Top of Provided data

//! Write-behind cache.
//!
//! Inserts only mark documents stale; the scheduler decides when they reach
//! disk. Each tick is one of:
//!
//! - **idle**: nothing is due
//! - **partial write**: a paced share of the stale set, see [`WriteWindow`]
//! - **full write**: everything stale, once per flush interval
//!
//! Scheduled ticks, forced full writes and wipes exclude each other through
//! the write-in-progress lock, which also guards the pacing state.

mod stale;
mod window;

pub use stale::StaleSet;
pub use window::WriteWindow;

use crate::config::Config;
use crate::document::{Document, DocumentKey};
use crate::error::{CoreError, CoreResult};
use crate::persist::MergeWriter;
use crate::stats::DatabaseStats;
use parking_lot::Mutex;
use std::sync::atomic::{AtomicBool, Ordering};
use std::sync::Arc;
use std::time::{Duration, Instant};
use tracing::{debug, warn};

/// What a tick did.
#[derive(Debug, Clone, Copy, PartialEq, Eq)]
pub enum FlushOutcome {
    /// Nothing was due, the cache is disabled, or another write was running.
    Idle,
    /// A partial write ran.
    Partial {
        /// Documents written.
        written: usize,
    },
    /// A full write ran.
    Full {
        /// Documents written.
        written: usize,
    },
}

/// The stale set plus the scheduler deciding how much of it to write.
pub struct WriteBehindCache {
    stale: StaleSet,
    /// Write-in-progress lock.
    window: Mutex<WriteWindow>,
    writer: Arc<MergeWriter>,
    stats: Arc<DatabaseStats>,
    enabled: AtomicBool,
    flush_interval: Duration,
    partial_interval: Duration,
    lock_timeout: Duration,
    write_attempts: u32,
}

impl WriteBehindCache {
    /// Creates an empty cache writing through `writer`.
    pub fn new(writer: Arc<MergeWriter>, stats: Arc<DatabaseStats>, config: &Config) -> Self {
        Self {
            stale: StaleSet::new(),
            window: Mutex::new(WriteWindow::new(Instant::now(), 0)),
            writer,
            stats,
            enabled: AtomicBool::new(true),
            flush_interval: config.flush_interval,
            partial_interval: config.partial_write_interval(),
            lock_timeout: config.lock_timeout,
            write_attempts: config.document_write_attempts.max(1),
        }
    }

    /// Queues a document for writing.
    pub fn mark_stale(&self, document: Arc<Document>) {
        self.stale.push(document);
    }

    /// Drops the queued version of a document.
    pub fn unmark(&self, key: &DocumentKey) -> Option<Arc<Document>> {
        self.stale.remove(key)
    }

    /// Returns how many documents wait to be written.
    pub fn pending_count(&self) -> usize {
        self.stale.len()
    }

    /// Enables or disables scheduled ticks.
    ///
    /// Forced full writes work either way.
    pub fn set_enabled(&self, enabled: bool) {
        self.enabled.store(enabled, Ordering::Release);
    }

    /// Returns whether scheduled ticks run.
    pub fn is_enabled(&self) -> bool {
        self.enabled.load(Ordering::Acquire)
    }

    /// Runs one scheduled tick now.
    pub fn tick(&self) -> FlushOutcome {
        self.tick_at(Instant::now())
    }

    /// Runs one scheduled tick as if the time were `now`.
    ///
    /// Returns immediately if another write holds the lock.
    pub fn tick_at(&self, now: Instant) -> FlushOutcome {
        if !self.is_enabled() {
            return FlushOutcome::Idle;
        }

        let Some(mut window) = self.window.try_lock() else {
            return FlushOutcome::Idle;
        };

        if window.full_write_due(now, self.flush_interval) {
            let written = self.full_write(&mut window, now);
            FlushOutcome::Full { written }
        } else if window.partial_write_due(now, self.partial_interval) {
            window.mark_partial(now);
            let target = window.target(now, self.flush_interval, self.stale.len());
            if target == 0 {
                return FlushOutcome::Idle;
            }

            let written = self.write_pass(target);
            window.record_written(written);
            if written > 0 {
                self.stats.record_partial_flush();
            }
            debug!(target, written, "partial write");
            FlushOutcome::Partial { written }
        } else {
            FlushOutcome::Idle
        }
    }

    /// Writes every stale document now.
    ///
    /// Waits up to the configured lock timeout for a running write to finish.
    /// Returns the number of documents written.
    ///
    /// # Errors
    ///
    /// Returns `LockTimeout` if the write lock could not be acquired.
    pub fn force_full_write(&self) -> CoreResult<usize> {
        let mut window = self
            .window
            .try_lock_for(self.lock_timeout)
            .ok_or(CoreError::LockTimeout {
                timeout: self.lock_timeout,
            })?;

        Ok(self.full_write(&mut window, Instant::now()))
    }

    /// Runs `f` while holding the write lock, after dropping everything stale.
    ///
    /// # Errors
    ///
    /// Returns `LockTimeout` if the write lock could not be acquired.
    pub fn exclusive<R>(&self, f: impl FnOnce() -> R) -> CoreResult<R> {
        let mut window = self
            .window
            .try_lock_for(self.lock_timeout)
            .ok_or(CoreError::LockTimeout {
                timeout: self.lock_timeout,
            })?;

        self.stale.clear();
        window.reset(Instant::now(), 0);
        Ok(f())
    }

    /// Starts a new pacing window at `now` over what is currently stale.
    pub fn start_window_at(&self, now: Instant) {
        self.window.lock().reset(now, self.stale.len());
    }

    /// Drops everything stale without writing it.
    pub fn clear(&self) {
        self.stale.clear();
    }

    fn full_write(&self, window: &mut WriteWindow, now: Instant) -> usize {
        window.restart_clock(now);

        let pending = self.stale.len();
        let written = self.write_pass(pending);

        window.reset(now, self.stale.len());
        self.stats.record_full_flush();
        debug!(pending, written, "full write");
        written
    }

    /// Takes up to `limit` documents and writes them.
    ///
    /// Documents that still fail after every attempt go back into the stale
    /// set once the pass is over, unless they were deleted or replaced in
    /// the meantime. Returns the number written.
    fn write_pass(&self, limit: usize) -> usize {
        let mut written = 0;
        let mut failed = Vec::new();

        for _ in 0..limit {
            let Some(document) = self.stale.pop() else {
                break;
            };

            match self.persist_with_retries(&document) {
                Ok(true) => {
                    written += 1;
                    self.stats.record_document_written();
                }
                Ok(false) => {}
                Err(e) => {
                    warn!(
                        collection = document.collection(),
                        id = %document.id(),
                        error = %e,
                        "failed to write document; will retry next cycle"
                    );
                    self.stats.record_write_failure();
                    failed.push(document);
                }
            }
        }

        for document in failed {
            self.stale.requeue(document);
        }
        written
    }

    fn persist_with_retries(&self, document: &Document) -> CoreResult<bool> {
        let mut attempt = 1;
        loop {
            match document.persist(&self.writer) {
                Err(e) if e.is_transient() && attempt < self.write_attempts => {
                    debug!(id = %document.id(), attempt, error = %e, "retrying document write");
                    attempt += 1;
                }
                result => return result,
            }
        }
    }
}
#[cfg(test)]
mod tests {
    use super::*;
    use crate::catalog::{Record, Schema};
    use crate::config::Config;
    use crate::stats::DatabaseStats;
    use docstash_storage::{FileProvider, InMemoryProvider, StorageError, StorageResult};
    use std::sync::atomic::{AtomicU32, Ordering};
    use std::thread;

    #[derive(Debug, Default, Clone)]
    struct Rock {
        id: String,
        mass: u32,
    }

    impl Record for Rock {
        fn schema() -> Schema<Self> {
            Schema::<Self>::new("Rock")
                .collection("rocks")
                .id("id", |r| &r.id, |r| &mut r.id)
                .field("mass", |r| &r.mass, |r| &mut r.mass)
        }
    }

    #[derive(Debug, Default, Clone)]
    struct Leaf {
        id: String,
    }

    impl Record for Leaf {
        fn schema() -> Schema<Self> {
            Schema::<Self>::new("Leaf")
                .collection("leaves")
                .id("id", |l| &l.id, |l| &mut l.id)
        }
    }

    /// Fails the first `failures` writes.
    struct FlakyProvider {
        inner: InMemoryProvider,
        failures: AtomicU32,
    }

    impl FileProvider for FlakyProvider {
        fn directory_exists(&self, dir: &str) -> StorageResult<bool> {
            self.inner.directory_exists(dir)
        }
        fn create_directory(&self, dir: &str) -> StorageResult<()> {
            self.inner.create_directory(dir)
        }
        fn delete_directory(&self, dir: &str) -> StorageResult<()> {
            self.inner.delete_directory(dir)
        }
        fn read_file(&self, file: &str) -> StorageResult<Option<String>> {
            self.inner.read_file(file)
        }
        fn write_file(&self, file: &str, contents: &str) -> StorageResult<()> {
            let left = self.failures.load(Ordering::SeqCst);
            if left > 0 {
                self.failures.store(left - 1, Ordering::SeqCst);
                return Err(StorageError::Io(std::io::Error::other("disk hiccup")));
            }
            self.inner.write_file(file, contents)
        }
        fn delete_file(&self, file: &str) -> StorageResult<()> {
            self.inner.delete_file(file)
        }
        fn list_files(&self, dir: &str) -> StorageResult<Vec<String>> {
            self.inner.list_files(dir)
        }
        fn list_directories(&self, dir: &str) -> StorageResult<Vec<String>> {
            self.inner.list_directories(dir)
        }
    }

    fn registry_with(provider: Arc<dyn FileProvider>) -> (CollectionRegistry, Arc<ObjectPool>) {
        let config = Config::default();
        let pool = Arc::new(ObjectPool::new(4, Arc::new(DatabaseStats::new())));
        let writer = Arc::new(MergeWriter::new(provider, &config));
        (
            CollectionRegistry::new(Arc::clone(&pool), writer, config.definition_write_attempts),
            pool,
        )
    }

    fn rock_document(id: &str) -> Arc<Document> {
        Arc::new(
            Document::new(
                DocumentId::new(id),
                "rocks",
                Arc::new(TypeSchema::of::<Rock>()),
                Box::new(Rock {
                    id: id.to_string(),
                    mass: 1,
                }),
            )
            .unwrap(),
        )
    }

    #[test]
    fn get_or_create_registers_everything() {
        let provider = Arc::new(InMemoryProvider::new());
        let (registry, pool) = registry_with(provider.clone());
        let schema = Arc::new(TypeSchema::of::<Rock>());

        assert!(registry.get("rocks").is_none());
        let collection = registry.get_or_create("rocks", &schema).unwrap();

        assert_eq!(collection.document_type(), "Rock");
        assert!(pool.is_registered("Rock"));
        assert!(provider
            .read_file("docstash/rocks/definition.txt")
            .unwrap()
            .is_some());

        let again = registry.get_or_create("rocks", &schema).unwrap();
        assert!(Arc::ptr_eq(&collection, &again));
        assert_eq!(registry.names(), vec!["rocks"]);
    }

    #[test]
    fn get_or_create_rejects_other_types() {
        let (registry, _) = registry_with(Arc::new(InMemoryProvider::new()));
        registry
            .get_or_create("rocks", &Arc::new(TypeSchema::of::<Rock>()))
            .unwrap();

        let err = registry
            .get_or_create("rocks", &Arc::new(TypeSchema::of::<Leaf>()))
            .unwrap_err();
        assert!(matches!(err, CoreError::TypeMismatch { .. }));
    }

    #[test]
    fn definition_write_is_retried() {
        let provider = Arc::new(FlakyProvider {
            inner: InMemoryProvider::new(),
            failures: AtomicU32::new(2),
        });
        let (registry, _) = registry_with(provider);

        registry
            .get_or_create("rocks", &Arc::new(TypeSchema::of::<Rock>()))
            .unwrap();
    }

    #[test]
    fn exhausted_definition_writes_fail_initialization() {
        let provider = Arc::new(FlakyProvider {
            inner: InMemoryProvider::new(),
            failures: AtomicU32::new(3),
        });
        let (registry, _) = registry_with(provider);

        let err = registry
            .get_or_create("rocks", &Arc::new(TypeSchema::of::<Rock>()))
            .unwrap_err();
        assert!(matches!(err, CoreError::Initialization { .. }));
        assert!(registry.get("rocks").is_none());
    }

    #[test]
    fn concurrent_creation_yields_one_collection() {
        let (registry, _) = registry_with(Arc::new(InMemoryProvider::new()));
        let registry = Arc::new(registry);
        let schema = Arc::new(TypeSchema::of::<Rock>());

        let handles: Vec<_> = (0..8)
            .map(|_| {
                let registry = Arc::clone(&registry);
                let schema = Arc::clone(&schema);
                thread::spawn(move || registry.get_or_create("rocks", &schema).unwrap())
            })
            .collect();

        let collections: Vec<Arc<Collection>> =
            handles.into_iter().map(|h| h.join().unwrap()).collect();
        for collection in &collections {
            assert!(Arc::ptr_eq(collection, &collections[0]));
        }
    }

    #[test]
    fn insert_documents_and_replacement() {
        let (registry, _) = registry_with(Arc::new(InMemoryProvider::new()));
        registry
            .attach("rocks", &Arc::new(TypeSchema::of::<Rock>()))
            .unwrap();

        let inserted = registry
            .insert_documents("rocks", vec![rock_document("a"), rock_document("b")])
            .unwrap();
        assert_eq!(inserted, 2);

        let collection = registry.get("rocks").unwrap();
        let replaced = collection.insert_document(rock_document("a")).unwrap();
        assert!(replaced.unwrap().is_superseded());
        assert_eq!(collection.len(), 2);

        assert!(registry.insert_documents("missing", Vec::new()).is_err());
    }

    #[test]
    fn attach_twice_fails() {
        let (registry, _) = registry_with(Arc::new(InMemoryProvider::new()));
        let schema = Arc::new(TypeSchema::of::<Rock>());
        registry.attach("rocks", &schema).unwrap();
        assert!(registry.attach("rocks", &schema).is_err());
    }

    #[test]
    fn remove_and_clear() {
        let (registry, _) = registry_with(Arc::new(InMemoryProvider::new()));
        registry
            .get_or_create("rocks", &Arc::new(TypeSchema::of::<Rock>()))
            .unwrap();
        registry
            .get_or_create("leaves", &Arc::new(TypeSchema::of::<Leaf>()))
            .unwrap();
        assert_eq!(registry.len(), 2);

        assert!(registry.remove("rocks").is_some());
        assert_eq!(registry.names(), vec!["leaves"]);

        registry.clear();
        assert!(registry.is_empty());
    }
}
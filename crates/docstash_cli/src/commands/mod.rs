//! CLI command implementations.

pub mod inspect;
pub mod verify;

use docstash_core::{Config, MergeWriter};
use docstash_storage::{FileProvider, FsProvider};
use std::path::Path;
use std::sync::Arc;
use tracing::debug;

/// Opens a database directory for reading only.
///
/// No lock is taken, so this works while the database is open elsewhere.
pub fn open_reader(path: &Path, root: &str) -> Result<MergeWriter, Box<dyn std::error::Error>> {
    let provider = FsProvider::open_read_only(path)?;
    let config = Config::default().root_name(root);
    let reader = MergeWriter::new(Arc::new(provider), &config);

    if !reader.provider().directory_exists(reader.root())? {
        return Err(format!("No docstash root {:?} found in {:?}", root, path).into());
    }
    debug!(path = %path.display(), root, "opened database read-only");
    Ok(reader)
}
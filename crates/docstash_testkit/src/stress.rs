//! Stress tests for docstash.
//!
//! These helpers drive a database from several threads at once while a
//! flusher writes behind them.

use crate::records::Player;
use docstash_core::Database;
use std::sync::atomic::{AtomicBool, AtomicUsize, Ordering};
use std::sync::Arc;
use std::thread;
use std::time::{Duration, Instant};

/// Result of a stress test run.
#[derive(Debug, Clone)]
pub struct StressTestResult {
    /// Total operations performed.
    pub total_ops: usize,
    /// Successful operations.
    pub successful_ops: usize,
    /// Failed operations.
    pub failed_ops: usize,
    /// Total duration.
    pub duration: Duration,
    /// Operations per second.
    pub ops_per_second: f64,
}

impl StressTestResult {
    /// Creates a new result.
    pub fn new(successful: usize, failed: usize, duration: Duration) -> Self {
        let total = successful + failed;
        let ops_per_second = if duration.as_secs_f64() > 0.0 {
            total as f64 / duration.as_secs_f64()
        } else {
            0.0
        };

        Self {
            total_ops: total,
            successful_ops: successful,
            failed_ops: failed,
            duration,
            ops_per_second,
        }
    }
}

/// Configuration for stress tests.
#[derive(Debug, Clone)]
pub struct StressConfig {
    /// Operations per thread.
    pub operations: usize,
    /// Number of writer threads.
    pub threads: usize,
    /// Number of distinct player ids per thread.
    pub players_per_thread: usize,
}

impl Default for StressConfig {
    fn default() -> Self {
        Self {
            operations: 2_000,
            threads: 4,
            players_per_thread: 50,
        }
    }
}

/// Id of a player written by [`stress_concurrent_inserts`].
pub fn stress_player_id(thread: usize, index: usize) -> String {
    format!("t{thread}-p{index}")
}

/// Inserts players from several threads while another thread keeps forcing
/// full writes.
///
/// Each thread cycles over its own `players_per_thread` ids; the last
/// operation on each id stores `level = operation index`.
pub fn stress_concurrent_inserts(db: &Arc<Database>, config: &StressConfig) -> StressTestResult {
    let successful = Arc::new(AtomicUsize::new(0));
    let failed = Arc::new(AtomicUsize::new(0));
    let done = Arc::new(AtomicBool::new(false));

    let start = Instant::now();

    let flusher = {
        let db = Arc::clone(db);
        let done = Arc::clone(&done);
        thread::spawn(move || {
            while !done.load(Ordering::Acquire) {
                let _ = db.force_full_write();
                thread::sleep(Duration::from_millis(1));
            }
        })
    };

    let handles: Vec<_> = (0..config.threads)
        .map(|t| {
            let db = Arc::clone(db);
            let successful = Arc::clone(&successful);
            let failed = Arc::clone(&failed);
            let operations = config.operations;
            let players = config.players_per_thread.max(1);

            thread::spawn(move || {
                for i in 0..operations {
                    let mut player = Player {
                        id: stress_player_id(t, i % players),
                        name: format!("thread {t}"),
                        level: u32::try_from(i).unwrap_or(u32::MAX),
                        ..Player::default()
                    };
                    match db.insert(&mut player) {
                        Ok(_) => successful.fetch_add(1, Ordering::Relaxed),
                        Err(_) => failed.fetch_add(1, Ordering::Relaxed),
                    };
                }
            })
        })
        .collect();

    for handle in handles {
        handle.join().expect("Writer thread panicked");
    }
    done.store(true, Ordering::Release);
    flusher.join().expect("Flusher thread panicked");

    StressTestResult::new(
        successful.load(Ordering::Relaxed),
        failed.load(Ordering::Relaxed),
        start.elapsed(),
    )
}

/// Runs `readers` threads selecting everything for `duration`, returning
/// how many selects completed.
pub fn stress_concurrent_selects(db: &Arc<Database>, readers: usize, duration: Duration) -> StressTestResult {
    let successful = Arc::new(AtomicUsize::new(0));
    let failed = Arc::new(AtomicUsize::new(0));
    let start = Instant::now();

    let handles: Vec<_> = (0..readers)
        .map(|_| {
            let db = Arc::clone(db);
            let successful = Arc::clone(&successful);
            let failed = Arc::clone(&failed);

            thread::spawn(move || {
                while start.elapsed() < duration {
                    match db.select(|_: &Player| true) {
                        Ok(_) => successful.fetch_add(1, Ordering::Relaxed),
                        Err(_) => failed.fetch_add(1, Ordering::Relaxed),
                    };
                }
            })
        })
        .collect();

    for handle in handles {
        handle.join().expect("Reader thread panicked");
    }

    StressTestResult::new(
        successful.load(Ordering::Relaxed),
        failed.load(Ordering::Relaxed),
        start.elapsed(),
    )
}
//! Object pool behavior seen from outside the engine.

use docstash_core::{CoreResult, DatabaseStats, ObjectPool, TypeSchema};
use docstash_testkit::prelude::*;
use proptest::prelude::*;
use std::collections::HashSet;
use std::sync::Arc;
use std::thread;
use std::time::Duration;

/// Level no generated operation stores; written into every copy a worker
/// selects, so it shows up in the cache if a copy aliases a cached payload.
const SCRIBBLE: u32 = u32::MAX;

fn player_pool(size: usize) -> (ObjectPool, Arc<DatabaseStats>) {
    let stats = Arc::new(DatabaseStats::new());
    let pool = ObjectPool::new(size, Arc::clone(&stats));
    pool.register_type(&Arc::new(TypeSchema::of::<Player>())).unwrap();
    (pool, stats)
}

proptest! {
    #[test]
    fn instances_are_never_handed_out_twice(size in 0usize..32, takes in 0usize..64) {
        let (pool, stats) = player_pool(size);

        let mut instances = Vec::new();
        for i in 0..takes {
            let mut instance = pool.get_instance("Player").unwrap();
            let player = instance.downcast_mut::<Player>().unwrap();
            prop_assert_eq!(&*player, &Player::default());
            player.level = u32::try_from(i).unwrap();
            instances.push(instance);
        }

        // Every instance kept its own write.
        for (i, instance) in instances.iter().enumerate() {
            let player = instance.downcast_ref::<Player>().unwrap();
            prop_assert_eq!(player.level, u32::try_from(i).unwrap());
        }

        let hits = takes.min(size);
        prop_assert_eq!(stats.pool_hits(), hits as u64);
        prop_assert_eq!(stats.pool_misses(), (takes - hits) as u64);
        prop_assert_eq!(pool.free_count("Player"), Some(size - hits));
    }

    #[test]
    fn clones_are_independent(player in player_strategy()) {
        let (pool, _) = player_pool(4);

        let mut copy = pool.clone_object(&player, "Player").unwrap();
        prop_assert_eq!(copy.downcast_ref::<Player>().unwrap(), &player);

        copy.downcast_mut::<Player>().unwrap().name.push('!');
        prop_assert_ne!(copy.downcast_ref::<Player>().unwrap(), &player);
    }
}

proptest! {
    #![proptest_config(ProptestConfig::with_cases(16))]

    #[test]
    fn concurrent_workloads_never_share_payloads(
        workloads in prop::collection::vec(op_sequence_strategy(40), 2..5)
    ) {
        let db = Arc::new(TestDisk::new().open(player_catalog()));

        let readers = {
            let db = Arc::clone(&db);
            thread::spawn(move || stress_concurrent_selects(&db, 2, Duration::from_millis(20)))
        };

        let workers: Vec<_> = workloads
            .into_iter()
            .map(|ops| {
                let db = Arc::clone(&db);
                thread::spawn(move || -> CoreResult<()> {
                    for op in &ops {
                        apply_op(&db, op)?;
                        let mut copies = db.select(|_: &Player| true)?;
                        for copy in &mut copies {
                            copy.level = SCRIBBLE;
                        }
                    }
                    Ok(())
                })
            })
            .collect();

        for worker in workers {
            worker.join().unwrap().unwrap();
        }
        prop_assert_eq!(readers.join().unwrap().failed_ops, 0);

        // Every live document owns a distinct payload no copy ever reached.
        let live = db.select_refs(|_: &Player| true).unwrap();
        prop_assert_eq!(live.len(), db.count::<Player>().unwrap());
        let live_payloads: HashSet<usize> = live.iter().map(|p| Arc::as_ptr(p) as usize).collect();
        prop_assert_eq!(live_payloads.len(), live.len());
        prop_assert!(live.iter().all(|p| p.level != SCRIBBLE));

        // Nothing on the free list is live, and everything on it is zero-state.
        let free = db.pool().free_count("Player").unwrap_or(0);
        let taken: Vec<_> = (0..free)
            .map(|_| db.pool().get_instance("Player").unwrap())
            .collect();
        for instance in &taken {
            let player = instance.downcast_ref::<Player>().unwrap();
            prop_assert_eq!(player, &Player::default());
            prop_assert!(!live_payloads.contains(&(player as *const Player as usize)));
        }
    }
}

#[test]
fn unknown_types_are_rejected() {
    let (pool, _) = player_pool(4);
    assert!(pool.get_instance("Item").is_err());
    assert!(pool.clone_object(&Item::default(), "Item").is_err());
}

#[test]
fn database_copies_come_from_the_pool() {
    let disk = TestDisk::new();
    let db = disk.open(player_catalog());
    db.insert(&mut Player::named("ada")).unwrap();

    let before = db.stats();
    let first = db.select(|_: &Player| true).unwrap();
    let second = db.select(|_: &Player| true).unwrap();
    let after = db.stats();

    assert_eq!(first, second);
    let taken = (after.pool_hits + after.pool_misses) - (before.pool_hits + before.pool_misses);
    assert_eq!(taken, 2);
}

Bottom of Provided data

:: Brief ::
Reproduce verbatim the lines above, from the line with "use docstash_core::Database;" through the line with "a new result.".

:: Exercise response ::
use docstash_core::Database;
use std::sync::atomic::{AtomicBool, AtomicUsize, Ordering};
use std::sync::Arc;
use std::thread;
use std::time::{Duration, Instant};

/// Result of a stress test run.
#[derive(Debug, Clone)]
pub struct StressTestResult {
    /// Total operations performed.
    pub total_ops: usize,
    /// Successful operations.
    pub successful_ops: usize,
    /// Failed operations.
    pub failed_ops: usize,
    /// Total duration.
    pub duration: Duration,
    /// Operations per second.
    pub ops_per_second: f64,
}

impl StressTestResult {
    /// Creates a new result.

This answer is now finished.